Researchers in South Africa’s Border Cave, an archaeological site perched on a cliff between eSwatini (Swaziland) and KwaZulu-Natal in South Africa, have found evidence that people have been using grass bedding to create comfortable areas for sleeping and working on at least 200,000 years ago.

Field photograph of Border Cave 200,000 year old fossilized grass fragments. Courtesy of Lyn Wadley/Wits University.

These beds, consisting of sheaves of grass of the broad-leafed Panicoideae subfamily were placed near the back of the cave on ash layers. The layers of ash was used to protect the people against crawling insects while sleeping. Today, the bedding layers are visually ephemeral traces of silicified grass, but they can be identified using high magnification and chemical characterization.

The Border Cave study was conducted by a multidisciplinary team from the University of the Witwatersrand, South Africa, the CNRS (University of Bordeaux), and Université Côte d’Azur, France, the Instituto Superior de Estudios Sociales, Tucumán, Argentina, and the Royal Institute for Cultural Heritage, Belgium. The research was published in Science.

“We speculate that laying grass bedding on ash was a deliberate strategy, not only to create a dirt-free, insulated base for the bedding, but also to repel crawling insects,” says Lyn Wadley, PhD, principal researcher and lead author, in a release.

“Sometimes the ashy foundation of the bedding was a remnant of older grass bedding that had been burned to clean the cave and destroy pests. On other occasions, wood ash from fireplaces was also used as the clean surface for a new bedding layer.”

Several cultures have used ash as an insect repellent because insects cannot easily move through fine powder. Ash blocks insects’ breathing and biting apparatus and eventually dehydrates them. Tarchonanthus (camphor bush) remains were identified on the top of the grass from the oldest bedding in the cave. This plant is still used to deter insects in rural parts of East Africa.
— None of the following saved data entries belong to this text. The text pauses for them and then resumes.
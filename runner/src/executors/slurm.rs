use super::{Executor, ExecutorError};
use crate::{
    config::{ConfigErrors, JobConfig},
    job::render_body,
};
use std::{
    fs,
    path::{Path, PathBuf},
    process::Command,
};
use tracing::{debug, info, instrument};

/// Render the batch script for a job: directives first, then the launch body.
/// Without an explicit `workdir` the script uses the directory it is submitted from.
pub fn render_script(config: &JobConfig, workdir: Option<&Path>) -> String {
    let mut script = String::from("#!/bin/bash\n");

    for line in config.directives.lines() {
        script.push_str(&line);
        script.push('\n');
    }

    script.push('\n');
    script.push_str(&render_body(&config.launch, workdir));

    script
}

/// Extract the job id from the output of `sbatch`
pub fn parse_job_id(output: &str) -> Option<&str> {
    output
        .lines()
        .map(str::trim)
        .find(|line| line.to_lowercase().starts_with("submitted batch job"))
        .and_then(|line| line.split_whitespace().nth(3))
}

/// Executor handing the job to Slurm through `sbatch`
#[derive(Debug)]
pub struct SlurmExecutor {
    config: JobConfig,
    // `sbatch`, or a replacement command given as executor.parameter.sbatch
    sbatch: String,
    sbatch_args: Vec<String>,
}

impl Executor for SlurmExecutor {
    fn load(config: JobConfig) -> Result<Self, ConfigErrors> {
        let (sbatch, sbatch_args) = config.executor.command_parameter("sbatch", "sbatch")?;

        Ok(Self {
            config,
            sbatch,
            sbatch_args,
        })
    }

    /// write the batch script into the working directory and submit it from there
    #[instrument(skip(self), level = "info")]
    fn execute(&mut self, workdir: &Path) -> Result<u8, ExecutorError> {
        let path = self.script_path(workdir);
        fs::write(&path, render_script(&self.config, None)).map_err(|source| {
            ExecutorError::WriteScript {
                path: path.clone(),
                source,
            }
        })?;
        debug!("Wrote batch script to {}", path.display());

        let job_id = self.submit(&path, workdir)?;
        info!(job_id = %job_id, "Submitted {} from {}", self.config.job_name(), workdir.display());

        Ok(0)
    }
}

impl SlurmExecutor {
    pub fn script_path(&self, workdir: &Path) -> PathBuf {
        workdir.join(format!("{}.sbatch", self.config.job_name()))
    }

    fn submit(&self, script: &Path, workdir: &Path) -> Result<String, ExecutorError> {
        let program = &self.sbatch;

        debug!("Running command `{program} {}`", script.display());
        let output = Command::new(program)
            .args(&self.sbatch_args)
            .arg(script)
            .current_dir(workdir)
            .output()
            .map_err(|source| ExecutorError::SubmitSpawn {
                program: program.clone(),
                source,
            })?;

        let stdout = String::from_utf8_lossy(&output.stdout);
        debug!("Sbatch output: {stdout}");

        if !output.status.success() {
            return Err(ExecutorError::SubmitFailed {
                program: program.clone(),
                status: output.status,
                stderr: String::from_utf8_lossy(&output.stderr).trim().to_string(),
            });
        }

        parse_job_id(&stdout)
            .map(String::from)
            .ok_or_else(|| ExecutorError::MissingJobId(stdout.to_string()))
    }
}
use crate::config::ConfigErrors;
use serde::{Deserialize, Serialize};
use std::{fmt, str::FromStr, time::Duration};

const SECONDS_PER_MINUTE: u64 = 60;
const SECONDS_PER_HOUR: u64 = 60 * SECONDS_PER_MINUTE;
const SECONDS_PER_DAY: u64 = 24 * SECONDS_PER_HOUR;

/// A single scheduler option, either written plainly (and thus active) or with an explicit
/// `enabled` toggle. Disabled options are still rendered, but commented out.
#[derive(Deserialize, Serialize, Clone, Debug, PartialEq)]
#[serde(untagged, from = "SettingRepr<T>")]
pub enum Setting<T> {
    Toggled { value: T, enabled: bool },
    Plain(T),
}

#[derive(Deserialize)]
#[serde(deny_unknown_fields)]
struct ToggledRepr<T> {
    value: T,
    enabled: bool,
}

#[derive(Deserialize)]
#[serde(untagged)]
enum SettingRepr<T> {
    Toggled(ToggledRepr<T>),
    Plain(T),
}

impl<T> From<SettingRepr<T>> for Setting<T> {
    fn from(repr: SettingRepr<T>) -> Self {
        match repr {
            SettingRepr::Toggled(ToggledRepr { value, enabled }) => {
                Self::Toggled { value, enabled }
            }
            SettingRepr::Plain(value) => Self::Plain(value),
        }
    }
}

impl<T> Setting<T> {
    pub fn value(&self) -> &T {
        match self {
            Self::Toggled { value, .. } | Self::Plain(value) => value,
        }
    }

    pub fn is_enabled(&self) -> bool {
        match self {
            Self::Toggled { enabled, .. } => *enabled,
            Self::Plain(_) => true,
        }
    }

    /// the value, if the setting is in effect
    pub fn active(&self) -> Option<&T> {
        self.is_enabled().then(|| self.value())
    }
}

/// Resource requests handed to the batch scheduler
#[derive(Deserialize, Serialize, Clone, Debug, Default, PartialEq)]
#[serde(deny_unknown_fields)]
pub struct ResourceDirectives {
    #[serde(default)]
    pub job_name: Option<Setting<String>>,
    #[serde(default)]
    pub nodes: Option<Setting<u32>>,
    #[serde(default)]
    pub ntasks: Option<Setting<u32>>,
    #[serde(default)]
    pub time: Option<Setting<WallTime>>,
    #[serde(default)]
    pub mem: Option<Setting<Memory>>,
    #[serde(default)]
    pub partition: Option<Setting<String>>,
    #[serde(default)]
    pub gpus: Option<Setting<u32>>,
}

impl ResourceDirectives {
    /// Wall-clock limit if one is requested and enabled
    pub fn time_limit(&self) -> Option<Duration> {
        self.time
            .as_ref()
            .and_then(Setting::active)
            .map(|time| time.0)
    }

    /// `#SBATCH` lines in a fixed order, disabled directives are commented out with `##SBATCH`
    pub fn lines(&self) -> Vec<String> {
        let mut lines = Vec::new();

        if let Some(setting) = &self.job_name {
            lines.push(line(setting, |name| format!("--job-name={name}")));
        }
        if let Some(setting) = &self.nodes {
            lines.push(line(setting, |nodes| format!("--nodes={nodes}")));
        }
        if let Some(setting) = &self.ntasks {
            lines.push(line(setting, |ntasks| format!("--ntasks={ntasks}")));
        }
        if let Some(setting) = &self.time {
            lines.push(line(setting, |time| format!("--time={time}")));
        }
        if let Some(setting) = &self.mem {
            lines.push(line(setting, |mem| format!("--mem={mem}")));
        }
        if let Some(setting) = &self.partition {
            lines.push(line(setting, |partition| format!("--partition={partition}")));
        }
        if let Some(setting) = &self.gpus {
            lines.push(line(setting, |gpus| format!("--gres=gpu:{gpus}")));
        }

        lines
    }
}

fn line<T>(setting: &Setting<T>, option: impl Fn(&T) -> String) -> String {
    let prefix = if setting.is_enabled() {
        "#SBATCH"
    } else {
        "##SBATCH"
    };

    format!("{prefix} {}", option(setting.value()))
}

/// Wall-clock limit in one of the formats accepted by `sbatch --time`
#[derive(Deserialize, Serialize, Clone, Copy, Debug, PartialEq, Eq)]
#[serde(try_from = "String", into = "String")]
pub struct WallTime(pub Duration);

impl FromStr for WallTime {
    type Err = ConfigErrors;

    fn from_str(input: &str) -> Result<Self, Self::Err> {
        let invalid = || ConfigErrors::InvalidWallTime(input.to_string());
        let number = |part: &str| part.trim().parse::<u64>().map_err(|_| invalid());

        let (days, rest) = match input.split_once('-') {
            Some((days, rest)) => (Some(number(days)?), rest),
            None => (None, input),
        };
        let parts = rest
            .split(':')
            .map(number)
            .collect::<Result<Vec<_>, _>>()?;

        // [days, hours, minutes, seconds], absent fields count as zero
        let fields = match (days, parts.as_slice()) {
            (None, [minutes]) => [0, 0, *minutes, 0],
            (None, [minutes, seconds]) => [0, 0, *minutes, *seconds],
            (None, [hours, minutes, seconds]) => [0, *hours, *minutes, *seconds],
            (Some(days), [hours]) => [days, *hours, 0, 0],
            (Some(days), [hours, minutes]) => [days, *hours, *minutes, 0],
            (Some(days), [hours, minutes, seconds]) => [days, *hours, *minutes, *seconds],
            _ => return Err(invalid()),
        };

        let seconds = fields
            .iter()
            .zip([SECONDS_PER_DAY, SECONDS_PER_HOUR, SECONDS_PER_MINUTE, 1])
            .try_fold(0u64, |total, (field, unit)| {
                field
                    .checked_mul(unit)
                    .and_then(|field| total.checked_add(field))
            })
            .ok_or_else(invalid)?;

        Ok(Self(Duration::from_secs(seconds)))
    }
}

impl TryFrom<String> for WallTime {
    type Error = ConfigErrors;

    fn try_from(value: String) -> Result<Self, Self::Error> {
        value.parse()
    }
}

impl From<WallTime> for String {
    fn from(value: WallTime) -> Self {
        value.to_string()
    }
}

impl fmt::Display for WallTime {
    fn fmt(&self, f: &mut fmt::Formatter<'_>) -> fmt::Result {
        let mut seconds = self.0.as_secs();
        let days = seconds / SECONDS_PER_DAY;
        seconds %= SECONDS_PER_DAY;
        let hours = seconds / SECONDS_PER_HOUR;
        seconds %= SECONDS_PER_HOUR;
        let minutes = seconds / SECONDS_PER_MINUTE;
        seconds %= SECONDS_PER_MINUTE;

        if days > 0 {
            write!(f, "{days}-{hours:02}:{minutes:02}:{seconds:02}")
        } else {
            write!(f, "{hours:02}:{minutes:02}:{seconds:02}")
        }
    }
}

/// Memory request, a plain number is interpreted by Slurm as megabytes
#[derive(Deserialize, Serialize, Clone, Copy, Debug, PartialEq, Eq)]
#[serde(try_from = "MemoryRepr", into = "String")]
pub struct Memory {
    pub amount: u64,
    pub unit: Option<char>,
}

#[derive(Deserialize)]
#[serde(untagged)]
enum MemoryRepr {
    Number(u64),
    Text(String),
}

impl FromStr for Memory {
    type Err = ConfigErrors;

    fn from_str(input: &str) -> Result<Self, Self::Err> {
        let invalid = || ConfigErrors::InvalidMemory(input.to_string());
        let trimmed = input.trim();
        let (digits, unit) = match trimmed.char_indices().last() {
            Some((index, last)) if last.is_ascii_alphabetic() => {
                (&trimmed[..index], Some(last.to_ascii_uppercase()))
            }
            _ => (trimmed, None),
        };

        if let Some(unit) = unit {
            if !matches!(unit, 'K' | 'M' | 'G' | 'T') {
                return Err(invalid());
            }
        }

        let amount = digits.parse::<u64>().map_err(|_| invalid())?;

        Ok(Self { amount, unit })
    }
}

impl TryFrom<MemoryRepr> for Memory {
    type Error = ConfigErrors;

    fn try_from(value: MemoryRepr) -> Result<Self, Self::Error> {
        match value {
            MemoryRepr::Number(amount) => Ok(Self { amount, unit: None }),
            MemoryRepr::Text(text) => text.parse(),
        }
    }
}

impl From<Memory> for String {
    fn from(value: Memory) -> Self {
        value.to_string()
    }
}

impl fmt::Display for Memory {
    fn fmt(&self, f: &mut fmt::Formatter<'_>) -> fmt::Result {
        match self.unit {
            Some(unit) => write!(f, "{}{unit}", self.amount),
            None => write!(f, "{}", self.amount),
        }
    }
}

#[cfg(test)]
#[path = "directives_test.rs"]
mod directives_test;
“We know that people worked as well as slept on the grass surface because the debris from stone tool manufacture is mixed with the grass remains. Also, many tiny, rounded grains of red and orange ochre were found in the bedding where they may have rubbed off human skin or colored objects,” says Wadley.

Modern hunter-gatherer camps have fires as focal points; people regularly sleep alongside them and perform domestic tasks in social contexts. People at Border Cave also lit fires regularly, as seen by stacked fireplaces throughout the sequence dated between about 200,000 and 38,000 years ago.

Border Cave excavations. Courtesy of D. Stratford.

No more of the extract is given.